Try it :: Below are the records; restate word for word the lines from the first through the one containing "in-memory test stores", and only those.

Records supplied ::
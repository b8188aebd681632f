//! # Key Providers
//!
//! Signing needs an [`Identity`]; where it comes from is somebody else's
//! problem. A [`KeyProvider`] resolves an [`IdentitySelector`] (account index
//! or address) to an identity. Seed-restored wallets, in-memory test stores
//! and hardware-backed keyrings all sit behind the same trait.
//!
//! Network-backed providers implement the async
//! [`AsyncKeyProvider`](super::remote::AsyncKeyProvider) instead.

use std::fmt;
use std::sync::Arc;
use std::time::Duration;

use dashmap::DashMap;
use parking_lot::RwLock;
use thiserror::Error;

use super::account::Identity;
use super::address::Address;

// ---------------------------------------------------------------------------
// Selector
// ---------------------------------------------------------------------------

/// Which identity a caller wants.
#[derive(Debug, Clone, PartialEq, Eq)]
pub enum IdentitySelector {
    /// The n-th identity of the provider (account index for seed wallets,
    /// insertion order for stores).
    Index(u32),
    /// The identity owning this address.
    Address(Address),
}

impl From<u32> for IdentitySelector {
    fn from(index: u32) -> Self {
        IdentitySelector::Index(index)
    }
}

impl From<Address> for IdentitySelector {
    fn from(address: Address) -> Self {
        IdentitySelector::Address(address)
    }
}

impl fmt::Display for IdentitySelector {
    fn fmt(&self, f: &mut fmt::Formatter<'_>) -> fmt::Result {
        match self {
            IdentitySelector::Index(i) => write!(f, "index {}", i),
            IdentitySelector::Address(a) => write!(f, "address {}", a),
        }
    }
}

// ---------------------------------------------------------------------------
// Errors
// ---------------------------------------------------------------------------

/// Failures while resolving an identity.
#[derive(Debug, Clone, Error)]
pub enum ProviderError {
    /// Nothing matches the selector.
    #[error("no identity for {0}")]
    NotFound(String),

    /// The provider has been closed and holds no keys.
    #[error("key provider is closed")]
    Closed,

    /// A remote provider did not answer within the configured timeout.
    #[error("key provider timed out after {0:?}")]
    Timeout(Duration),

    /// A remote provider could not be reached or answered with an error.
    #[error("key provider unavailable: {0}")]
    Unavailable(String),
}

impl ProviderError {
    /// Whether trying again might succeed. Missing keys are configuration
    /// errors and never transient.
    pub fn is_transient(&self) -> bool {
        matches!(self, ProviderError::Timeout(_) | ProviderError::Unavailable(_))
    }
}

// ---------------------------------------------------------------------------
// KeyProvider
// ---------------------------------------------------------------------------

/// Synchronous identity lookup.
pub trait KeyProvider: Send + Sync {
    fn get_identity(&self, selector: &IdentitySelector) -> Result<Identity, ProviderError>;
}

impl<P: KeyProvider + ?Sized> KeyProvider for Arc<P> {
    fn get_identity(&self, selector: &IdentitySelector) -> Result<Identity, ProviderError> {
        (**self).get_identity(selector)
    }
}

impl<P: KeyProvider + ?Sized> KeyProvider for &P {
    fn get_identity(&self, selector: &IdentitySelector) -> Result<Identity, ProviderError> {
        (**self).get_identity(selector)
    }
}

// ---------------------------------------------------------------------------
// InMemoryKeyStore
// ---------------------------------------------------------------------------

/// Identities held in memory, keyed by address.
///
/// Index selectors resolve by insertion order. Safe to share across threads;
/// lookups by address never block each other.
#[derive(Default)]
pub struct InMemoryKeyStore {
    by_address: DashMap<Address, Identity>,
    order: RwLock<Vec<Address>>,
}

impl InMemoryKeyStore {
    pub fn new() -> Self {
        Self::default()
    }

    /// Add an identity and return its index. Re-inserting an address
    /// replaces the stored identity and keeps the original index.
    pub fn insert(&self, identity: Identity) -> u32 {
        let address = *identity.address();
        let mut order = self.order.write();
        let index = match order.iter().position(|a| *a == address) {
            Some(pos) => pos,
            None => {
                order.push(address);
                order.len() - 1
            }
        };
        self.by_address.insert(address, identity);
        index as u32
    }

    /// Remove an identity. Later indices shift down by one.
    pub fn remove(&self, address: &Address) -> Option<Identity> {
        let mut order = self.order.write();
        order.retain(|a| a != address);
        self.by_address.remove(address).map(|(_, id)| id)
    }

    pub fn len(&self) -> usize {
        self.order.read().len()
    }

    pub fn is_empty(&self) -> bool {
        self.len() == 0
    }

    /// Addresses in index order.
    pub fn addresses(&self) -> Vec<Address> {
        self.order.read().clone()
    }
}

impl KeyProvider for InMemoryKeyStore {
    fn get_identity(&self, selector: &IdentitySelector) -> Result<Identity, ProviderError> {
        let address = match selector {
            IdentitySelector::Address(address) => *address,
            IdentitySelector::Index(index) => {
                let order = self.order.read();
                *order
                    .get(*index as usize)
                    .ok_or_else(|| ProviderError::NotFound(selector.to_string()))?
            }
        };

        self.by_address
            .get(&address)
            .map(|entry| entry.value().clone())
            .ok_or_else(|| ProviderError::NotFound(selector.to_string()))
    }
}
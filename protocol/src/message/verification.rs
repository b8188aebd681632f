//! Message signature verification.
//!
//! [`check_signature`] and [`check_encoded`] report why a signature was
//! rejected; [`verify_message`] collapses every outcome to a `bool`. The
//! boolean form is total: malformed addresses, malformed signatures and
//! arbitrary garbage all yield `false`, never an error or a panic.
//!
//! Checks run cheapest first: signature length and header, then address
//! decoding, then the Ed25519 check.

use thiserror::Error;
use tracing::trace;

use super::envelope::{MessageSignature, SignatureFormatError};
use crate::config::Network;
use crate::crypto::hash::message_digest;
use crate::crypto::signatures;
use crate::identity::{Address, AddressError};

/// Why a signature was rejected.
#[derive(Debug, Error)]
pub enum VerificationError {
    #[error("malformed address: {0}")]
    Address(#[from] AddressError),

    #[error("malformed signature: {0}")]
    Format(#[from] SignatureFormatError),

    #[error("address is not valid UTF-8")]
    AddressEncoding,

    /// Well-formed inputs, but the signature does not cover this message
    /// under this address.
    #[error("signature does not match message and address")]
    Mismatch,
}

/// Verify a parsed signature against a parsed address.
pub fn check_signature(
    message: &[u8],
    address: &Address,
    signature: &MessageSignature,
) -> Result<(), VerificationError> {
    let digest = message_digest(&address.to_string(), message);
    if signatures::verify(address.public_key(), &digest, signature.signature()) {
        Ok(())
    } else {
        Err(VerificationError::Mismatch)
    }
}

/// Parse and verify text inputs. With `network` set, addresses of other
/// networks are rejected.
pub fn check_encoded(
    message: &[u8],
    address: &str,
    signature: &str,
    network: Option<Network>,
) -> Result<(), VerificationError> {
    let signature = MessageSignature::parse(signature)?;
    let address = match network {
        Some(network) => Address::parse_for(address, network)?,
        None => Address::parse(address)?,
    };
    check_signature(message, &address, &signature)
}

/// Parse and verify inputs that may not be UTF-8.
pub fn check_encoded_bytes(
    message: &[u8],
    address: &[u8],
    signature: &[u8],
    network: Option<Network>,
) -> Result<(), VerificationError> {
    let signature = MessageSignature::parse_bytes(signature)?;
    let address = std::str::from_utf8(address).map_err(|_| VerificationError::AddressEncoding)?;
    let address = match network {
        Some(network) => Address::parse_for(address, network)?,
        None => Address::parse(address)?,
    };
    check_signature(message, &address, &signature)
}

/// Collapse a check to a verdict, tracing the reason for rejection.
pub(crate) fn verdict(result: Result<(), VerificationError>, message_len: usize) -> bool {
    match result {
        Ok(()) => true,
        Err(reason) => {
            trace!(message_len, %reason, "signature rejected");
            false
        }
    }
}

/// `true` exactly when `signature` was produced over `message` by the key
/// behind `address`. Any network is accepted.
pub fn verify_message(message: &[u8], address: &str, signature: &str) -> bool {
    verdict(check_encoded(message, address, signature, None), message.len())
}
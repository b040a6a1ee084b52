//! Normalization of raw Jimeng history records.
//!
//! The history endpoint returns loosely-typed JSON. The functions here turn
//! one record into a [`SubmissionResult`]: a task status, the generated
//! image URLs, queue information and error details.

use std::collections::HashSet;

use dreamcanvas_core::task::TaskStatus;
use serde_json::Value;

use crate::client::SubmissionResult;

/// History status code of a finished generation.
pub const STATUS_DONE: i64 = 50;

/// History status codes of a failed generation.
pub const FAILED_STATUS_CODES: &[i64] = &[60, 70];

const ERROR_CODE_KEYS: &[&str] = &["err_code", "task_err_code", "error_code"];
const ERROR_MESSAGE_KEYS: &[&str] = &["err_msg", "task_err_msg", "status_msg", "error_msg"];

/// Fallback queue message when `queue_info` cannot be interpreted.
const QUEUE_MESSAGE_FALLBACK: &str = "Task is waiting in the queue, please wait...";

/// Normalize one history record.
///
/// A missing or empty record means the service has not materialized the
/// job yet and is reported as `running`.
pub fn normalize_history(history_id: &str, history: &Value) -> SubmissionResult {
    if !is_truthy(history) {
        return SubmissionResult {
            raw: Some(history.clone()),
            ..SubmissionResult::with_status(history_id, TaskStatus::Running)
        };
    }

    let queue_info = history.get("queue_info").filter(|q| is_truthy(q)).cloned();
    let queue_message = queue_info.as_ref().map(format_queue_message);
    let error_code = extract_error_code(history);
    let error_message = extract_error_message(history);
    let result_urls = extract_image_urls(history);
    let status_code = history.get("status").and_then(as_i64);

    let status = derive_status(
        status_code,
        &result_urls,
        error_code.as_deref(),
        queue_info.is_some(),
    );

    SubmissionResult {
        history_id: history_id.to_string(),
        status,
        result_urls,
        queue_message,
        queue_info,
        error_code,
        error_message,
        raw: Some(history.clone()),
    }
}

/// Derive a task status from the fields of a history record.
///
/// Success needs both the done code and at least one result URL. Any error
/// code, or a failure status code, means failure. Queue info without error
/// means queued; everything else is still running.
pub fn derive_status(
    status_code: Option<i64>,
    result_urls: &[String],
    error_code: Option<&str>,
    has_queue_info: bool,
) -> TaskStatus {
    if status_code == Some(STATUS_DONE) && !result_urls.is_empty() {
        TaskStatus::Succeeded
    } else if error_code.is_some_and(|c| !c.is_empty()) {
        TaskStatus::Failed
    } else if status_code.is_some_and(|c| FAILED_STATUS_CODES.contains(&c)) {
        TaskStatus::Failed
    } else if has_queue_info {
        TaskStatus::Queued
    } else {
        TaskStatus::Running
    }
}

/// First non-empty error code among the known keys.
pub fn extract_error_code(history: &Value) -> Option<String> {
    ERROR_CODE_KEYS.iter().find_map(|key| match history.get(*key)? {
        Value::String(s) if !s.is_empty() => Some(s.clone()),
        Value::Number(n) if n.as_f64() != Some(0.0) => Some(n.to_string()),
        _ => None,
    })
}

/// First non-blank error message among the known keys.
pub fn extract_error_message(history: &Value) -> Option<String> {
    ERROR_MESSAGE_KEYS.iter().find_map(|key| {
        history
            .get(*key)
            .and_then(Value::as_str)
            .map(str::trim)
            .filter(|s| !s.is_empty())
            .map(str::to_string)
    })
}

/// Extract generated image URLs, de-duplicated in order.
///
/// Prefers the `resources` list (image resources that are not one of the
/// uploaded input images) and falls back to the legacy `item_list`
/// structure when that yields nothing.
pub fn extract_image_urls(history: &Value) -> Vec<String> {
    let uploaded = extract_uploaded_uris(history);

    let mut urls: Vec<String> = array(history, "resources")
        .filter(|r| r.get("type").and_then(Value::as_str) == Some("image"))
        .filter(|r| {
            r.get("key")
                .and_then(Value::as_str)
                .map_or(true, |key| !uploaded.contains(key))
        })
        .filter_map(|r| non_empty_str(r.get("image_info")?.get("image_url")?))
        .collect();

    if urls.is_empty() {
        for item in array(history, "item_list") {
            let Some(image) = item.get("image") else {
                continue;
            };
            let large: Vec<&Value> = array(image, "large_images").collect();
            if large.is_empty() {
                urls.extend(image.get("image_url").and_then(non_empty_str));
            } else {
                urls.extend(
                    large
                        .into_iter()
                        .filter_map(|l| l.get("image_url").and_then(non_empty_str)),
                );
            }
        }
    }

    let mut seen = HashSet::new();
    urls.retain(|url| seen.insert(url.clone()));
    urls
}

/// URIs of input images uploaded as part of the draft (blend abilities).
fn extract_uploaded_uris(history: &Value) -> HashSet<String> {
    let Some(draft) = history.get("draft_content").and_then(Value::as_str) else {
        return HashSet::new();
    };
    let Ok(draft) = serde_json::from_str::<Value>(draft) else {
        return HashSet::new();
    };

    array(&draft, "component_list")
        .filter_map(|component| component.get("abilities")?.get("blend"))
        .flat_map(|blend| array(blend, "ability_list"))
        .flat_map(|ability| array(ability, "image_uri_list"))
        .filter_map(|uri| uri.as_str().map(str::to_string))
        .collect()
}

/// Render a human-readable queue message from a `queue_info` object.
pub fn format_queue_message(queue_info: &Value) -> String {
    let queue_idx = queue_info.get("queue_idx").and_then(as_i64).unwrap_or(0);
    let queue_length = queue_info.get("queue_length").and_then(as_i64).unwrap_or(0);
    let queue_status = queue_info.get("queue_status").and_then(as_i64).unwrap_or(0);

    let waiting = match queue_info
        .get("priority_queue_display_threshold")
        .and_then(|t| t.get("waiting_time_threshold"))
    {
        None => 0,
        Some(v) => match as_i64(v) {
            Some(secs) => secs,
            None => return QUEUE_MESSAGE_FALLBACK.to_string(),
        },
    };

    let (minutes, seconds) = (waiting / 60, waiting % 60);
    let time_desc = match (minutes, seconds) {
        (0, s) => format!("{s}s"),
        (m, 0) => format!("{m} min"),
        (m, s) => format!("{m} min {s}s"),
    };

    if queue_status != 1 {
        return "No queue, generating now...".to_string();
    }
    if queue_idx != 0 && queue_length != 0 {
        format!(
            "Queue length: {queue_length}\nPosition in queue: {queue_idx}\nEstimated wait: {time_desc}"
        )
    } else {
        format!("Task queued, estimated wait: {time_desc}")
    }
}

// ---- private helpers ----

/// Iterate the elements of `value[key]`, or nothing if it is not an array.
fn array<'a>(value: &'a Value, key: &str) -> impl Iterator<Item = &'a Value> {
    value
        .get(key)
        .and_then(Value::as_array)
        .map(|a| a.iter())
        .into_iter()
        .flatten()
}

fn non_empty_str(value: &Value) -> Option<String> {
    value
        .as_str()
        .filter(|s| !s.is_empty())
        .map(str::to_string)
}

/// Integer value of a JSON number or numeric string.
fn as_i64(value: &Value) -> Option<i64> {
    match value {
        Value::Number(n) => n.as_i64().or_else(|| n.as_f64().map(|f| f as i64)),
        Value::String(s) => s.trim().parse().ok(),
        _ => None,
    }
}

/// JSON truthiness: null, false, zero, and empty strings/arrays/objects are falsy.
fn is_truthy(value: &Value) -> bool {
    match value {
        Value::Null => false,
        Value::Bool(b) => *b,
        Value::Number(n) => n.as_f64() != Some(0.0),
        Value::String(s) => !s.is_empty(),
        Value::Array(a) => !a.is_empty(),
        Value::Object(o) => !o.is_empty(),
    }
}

Finished task ::
repository b8188aebd681632f
//! # Key Providers
//!
//! Signing needs an [`Identity`]; where it comes from is somebody else's
//! problem. A [`KeyProvider`] resolves an [`IdentitySelector`] (account index
//! or address) to an identity. Seed-restored wallets, in-memory test stores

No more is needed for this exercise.